--- Given information Enclosed Below ---
//! Application state shared across handlers.

use std::sync::Arc;

use tokio::sync::RwLock;

use crate::config::ConsoleConfig;
use crate::store::DomainStore;

/// Application state shared across all handlers.
///
/// Cheaply cloneable via `Arc`. The domain store sits behind a single
/// `RwLock`, so mutations are fully serialized - the same one-logical-thread
/// model the console's single-user UI assumes.
#[derive(Clone)]
pub struct AppState {
    inner: Arc<AppStateInner>,
}

struct AppStateInner {
    config: ConsoleConfig,
    store: RwLock<DomainStore>,
}

impl AppState {
    /// Create a new application state.
    #[must_use]
    pub fn new(config: ConsoleConfig, store: DomainStore) -> Self {
        Self {
            inner: Arc::new(AppStateInner {
                config,
                store: RwLock::new(store),
            }),
        }
    }

    /// Get a reference to the console configuration.
    #[must_use]
    pub fn config(&self) -> &ConsoleConfig {
        &self.inner.config
    }

    /// Get a reference to the domain store lock.
    #[must_use]
    pub fn store(&self) -> &RwLock<DomainStore> {
        &self.inner.store
    }
}
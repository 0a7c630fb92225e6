//! Record structs for the three console collections.
//!
//! Each collection has a full record type (what is stored and listed) and a
//! draft type carrying only the caller-supplied fields. Identifiers,
//! timestamps, provenance, order status, and order totals are assigned by
//! the domain store, never by the caller.

use chrono::{DateTime, Utc};
use rust_decimal::Decimal;
use serde::{Deserialize, Serialize};

use crate::types::{OrderId, OrderStatus, PizzaId, Price, RecordOrigin, StockItemId};

/// A catalog entry describing a sellable pizza.
#[derive(Debug, Clone, PartialEq, Eq, Serialize, Deserialize)]
pub struct PizzaRecord {
    pub id: PizzaId,
    pub name: String,
    pub price: Price,
    pub available: bool,
    /// Provenance marker; remote payloads are re-tagged at ingestion.
    #[serde(default)]
    pub origin: RecordOrigin,
    #[serde(default = "Utc::now")]
    pub created_at: DateTime<Utc>,
}

/// Caller-supplied fields of a pizza record.
#[derive(Debug, Clone, PartialEq, Eq, Serialize, Deserialize)]
pub struct PizzaDraft {
    pub name: String,
    pub price: Price,
    pub available: bool,
}

/// A customer purchase request referencing one catalog entry.
///
/// The `pizza` field is the catalog entry's name, denormalized at creation
/// time; it is not a foreign key and is never revalidated against the
/// catalog after the order exists.
#[derive(Debug, Clone, PartialEq, Eq, Serialize, Deserialize)]
pub struct OrderRecord {
    pub id: OrderId,
    pub customer: String,
    pub phone: String,
    pub address: String,
    pub pizza: String,
    pub quantity: u32,
    /// Catalog price × quantity, computed once at creation.
    pub total: Decimal,
    pub status: OrderStatus,
    #[serde(default)]
    pub notes: String,
    #[serde(default = "Utc::now")]
    pub created_at: DateTime<Utc>,
}

/// Caller-supplied fields of an order record.
#[derive(Debug, Clone, PartialEq, Eq, Serialize, Deserialize)]
pub struct OrderDraft {
    pub customer: String,
    pub phone: String,
    pub address: String,
    pub pizza: String,
    pub quantity: u32,
    #[serde(default)]
    pub notes: String,
}

/// An inventory entry tracking raw-ingredient quantity.
#[derive(Debug, Clone, PartialEq, Eq, Serialize, Deserialize)]
pub struct StockItem {
    pub id: StockItemId,
    pub ingredient: String,
    pub quantity: Decimal,
    pub unit: String,
    /// Minimum threshold for low-stock signaling.
    pub minimum: Decimal,
}

impl StockItem {
    /// Whether the item is at or below its minimum threshold.
    #[must_use]
    pub fn is_low(&self) -> bool {
        self.quantity <= self.minimum
    }
}

/// Caller-supplied fields of a stock item.
#[derive(Debug, Clone, PartialEq, Eq, Serialize, Deserialize)]
pub struct StockItemDraft {
    pub ingredient: String,
    pub quantity: Decimal,
    pub unit: String,
    pub minimum: Decimal,
}
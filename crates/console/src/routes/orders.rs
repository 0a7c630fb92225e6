//! Order handlers.

use axum::{
    Json, Router,
    extract::{Path, State},
    http::StatusCode,
    response::{IntoResponse, Response},
    routing::{get, patch, put},
};
use serde::Deserialize;
use uuid::Uuid;

use forno_core::{OrderDraft, OrderId, OrderRecord, OrderStatus};

use crate::error::{AppError, Result};
use crate::state::AppState;

/// Build the orders router.
pub fn router() -> Router<AppState> {
    Router::new()
        .route("/api/orders", get(list).post(create))
        .route("/api/orders/{id}", get(get_one).put(update).delete(remove))
        .route("/api/orders/{id}/status", patch(update_status))
}

/// Request body for the status-only update.
///
/// The status arrives as the wire string (e.g. `"out_for_delivery"`) and is
/// parsed here so an unknown value answers 400 rather than a serde rejection.
#[derive(Debug, Deserialize)]
pub struct StatusUpdateRequest {
    pub status: String,
}

/// List all orders.
pub async fn list(State(state): State<AppState>) -> Json<Vec<OrderRecord>> {
    let store = state.store().read().await;
    Json(store.orders().to_vec())
}

/// Fetch a single order.
///
/// # Errors
///
/// Returns `AppError::NotFound` if the ID is unknown.
pub async fn get_one(
    State(state): State<AppState>,
    Path(id): Path<Uuid>,
) -> Result<Json<OrderRecord>> {
    let store = state.store().read().await;
    store
        .orders()
        .iter()
        .find(|o| o.id == OrderId::from_uuid(id))
        .cloned()
        .map(Json)
        .ok_or_else(|| AppError::NotFound(format!("order {id}")))
}

/// Create an order; the total is computed from the catalog here and never
/// again.
pub async fn create(
    State(state): State<AppState>,
    Json(draft): Json<OrderDraft>,
) -> (StatusCode, Json<OrderRecord>) {
    let record = state.store().write().await.add_order(draft);
    (StatusCode::CREATED, Json(record))
}

/// Replace the editable fields of an order. Unknown IDs are a no-op.
pub async fn update(
    State(state): State<AppState>,
    Path(id): Path<Uuid>,
    Json(draft): Json<OrderDraft>,
) -> Response {
    let updated = state
        .store()
        .write()
        .await
        .edit_order(OrderId::from_uuid(id), draft);
    match updated {
        Some(record) => Json(record).into_response(),
        None => StatusCode::NO_CONTENT.into_response(),
    }
}

/// Delete an order. Unknown IDs are a no-op.
pub async fn remove(State(state): State<AppState>, Path(id): Path<Uuid>) -> StatusCode {
    state.store().write().await.delete_order(OrderId::from_uuid(id));
    StatusCode::NO_CONTENT
}

/// Replace only the status field of an order. Unknown IDs are a no-op.
///
/// # Errors
///
/// Returns `AppError::BadRequest` for a status string outside the
/// enumeration.
pub async fn update_status(
    State(state): State<AppState>,
    Path(id): Path<Uuid>,
    Json(body): Json<StatusUpdateRequest>,
) -> Result<Response> {
    let status = body
        .status
        .parse::<OrderStatus>()
        .map_err(AppError::BadRequest)?;
    let updated = state
        .store()
        .write()
        .await
        .update_order_status(OrderId::from_uuid(id), status);
    Ok(match updated {
        Some(record) => Json(record).into_response(),
        None => StatusCode::NO_CONTENT.into_response(),
    })
}
//! Catalog merging between server-fetched and locally persisted records.

use std::collections::HashSet;

use crate::records::PizzaRecord;
use crate::types::PizzaId;

/// Merge the server catalog with the locally persisted one.
///
/// Server records win: any local record whose ID also appears in `remote` is
/// dropped in favor of the server's version, with no field-level conflict
/// resolution. Locally created records unknown to the server survive the
/// merge. Relative order within each input is preserved, remote first.
///
/// Pure function: neither input is mutated, records are only selected.
#[must_use]
pub fn merge_catalog(remote: Vec<PizzaRecord>, local: Vec<PizzaRecord>) -> Vec<PizzaRecord> {
    let remote_ids: HashSet<PizzaId> = remote.iter().map(|pizza| pizza.id).collect();

    let mut merged = remote;
    merged.extend(
        local
            .into_iter()
            .filter(|pizza| !remote_ids.contains(&pizza.id)),
    );
    merged
}
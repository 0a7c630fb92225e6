//! Unified error handling for the HTTP surface.
//!
//! Nothing in the sync or CRUD path is fatal to the running process;
//! `AppError` covers the HTTP surface (bad payloads, unknown IDs on read
//! paths) and storage initialization. Route handlers return
//! `Result<T, AppError>`.

use axum::{
    http::StatusCode,
    response::{IntoResponse, Response},
};
use thiserror::Error;

use crate::storage::StorageError;

/// Application-level error type for the console.
#[derive(Debug, Error)]
pub enum AppError {
    /// Persistence slot operation failed.
    #[error("Storage error: {0}")]
    Storage(#[from] StorageError),

    /// Resource not found.
    #[error("Not found: {0}")]
    NotFound(String),

    /// Bad request from client.
    #[error("Bad request: {0}")]
    BadRequest(String),

    /// Internal server error.
    #[error("Internal error: {0}")]
    Internal(String),
}

impl IntoResponse for AppError {
    fn into_response(self) -> Response {
        if matches!(self, Self::Storage(_) | Self::Internal(_)) {
            tracing::error!(error = %self, "Request error");
        }

        let status = match &self {
            Self::Storage(_) | Self::Internal(_) => StatusCode::INTERNAL_SERVER_ERROR,
            Self::NotFound(_) => StatusCode::NOT_FOUND,
            Self::BadRequest(_) => StatusCode::BAD_REQUEST,
        };

        // Don't expose internal error details to clients
        let message = match &self {
            Self::Storage(_) | Self::Internal(_) => "Internal server error".to_string(),
            _ => self.to_string(),
        };

        (status, message).into_response()
    }
}

/// Result type alias for `AppError`.
pub type Result<T> = std::result::Result<T, AppError>;
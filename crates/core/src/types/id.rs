//! Newtype IDs for type-safe entity references.
//!
//! Use the `define_id!` macro to create type-safe ID wrappers that prevent
//! accidentally mixing IDs from different entity types. IDs are 128-bit
//! random values (UUID v4), so two rapid creations can never collide the way
//! coarse wall-clock identifiers can.

/// Macro to define a type-safe ID wrapper.
///
/// Creates a newtype wrapper around [`uuid::Uuid`] with:
/// - `Serialize`/`Deserialize` with `#[serde(transparent)]`
/// - `Debug`, `Clone`, `Copy`, `PartialEq`, `Eq`, `Hash`
/// - `new()` generating a fresh random ID
/// - `From<Uuid>` and `Into<Uuid>` implementations
///
/// # Example
///
/// ```rust
/// # use forno_core::define_id;
/// define_id!(PizzaId);
/// define_id!(OrderId);
///
/// let pizza_id = PizzaId::new();
/// let order_id = OrderId::new();
///
/// // These are different types, so this won't compile:
/// // let _: PizzaId = order_id;
/// ```
#[macro_export]
macro_rules! define_id {
    ($name:ident) => {
        #[derive(
            Debug,
            Clone,
            Copy,
            PartialEq,
            Eq,
            Hash,
            ::serde::Serialize,
            ::serde::Deserialize
        )]
        #[serde(transparent)]
        pub struct $name(::uuid::Uuid);

        impl $name {
            /// Generate a fresh random ID.
            #[must_use]
            pub fn new() -> Self {
                Self(::uuid::Uuid::new_v4())
            }

            /// Wrap an existing UUID value.
            #[must_use]
            pub const fn from_uuid(id: ::uuid::Uuid) -> Self {
                Self(id)
            }

            /// Get the underlying UUID value.
            #[must_use]
            pub const fn as_uuid(&self) -> ::uuid::Uuid {
                self.0
            }
        }

        impl Default for $name {
            fn default() -> Self {
                Self::new()
            }
        }

        impl ::core::fmt::Display for $name {
            fn fmt(&self, f: &mut ::core::fmt::Formatter<'_>) -> ::core::fmt::Result {
                write!(f, "{}", self.0)
            }
        }

        impl From<::uuid::Uuid> for $name {
            fn from(id: ::uuid::Uuid) -> Self {
                Self(id)
            }
        }

        impl From<$name> for ::uuid::Uuid {
            fn from(id: $name) -> Self {
                id.0
            }
        }
    };
}

// Define standard entity IDs
define_id!(PizzaId);
define_id!(OrderId);
define_id!(StockItemId);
--- End of Enclosed Given information ---
● Problem requirements: Only a number is wanted here: how many lines in the entries contain the word "quantity"?

● Answer to the exercise: 7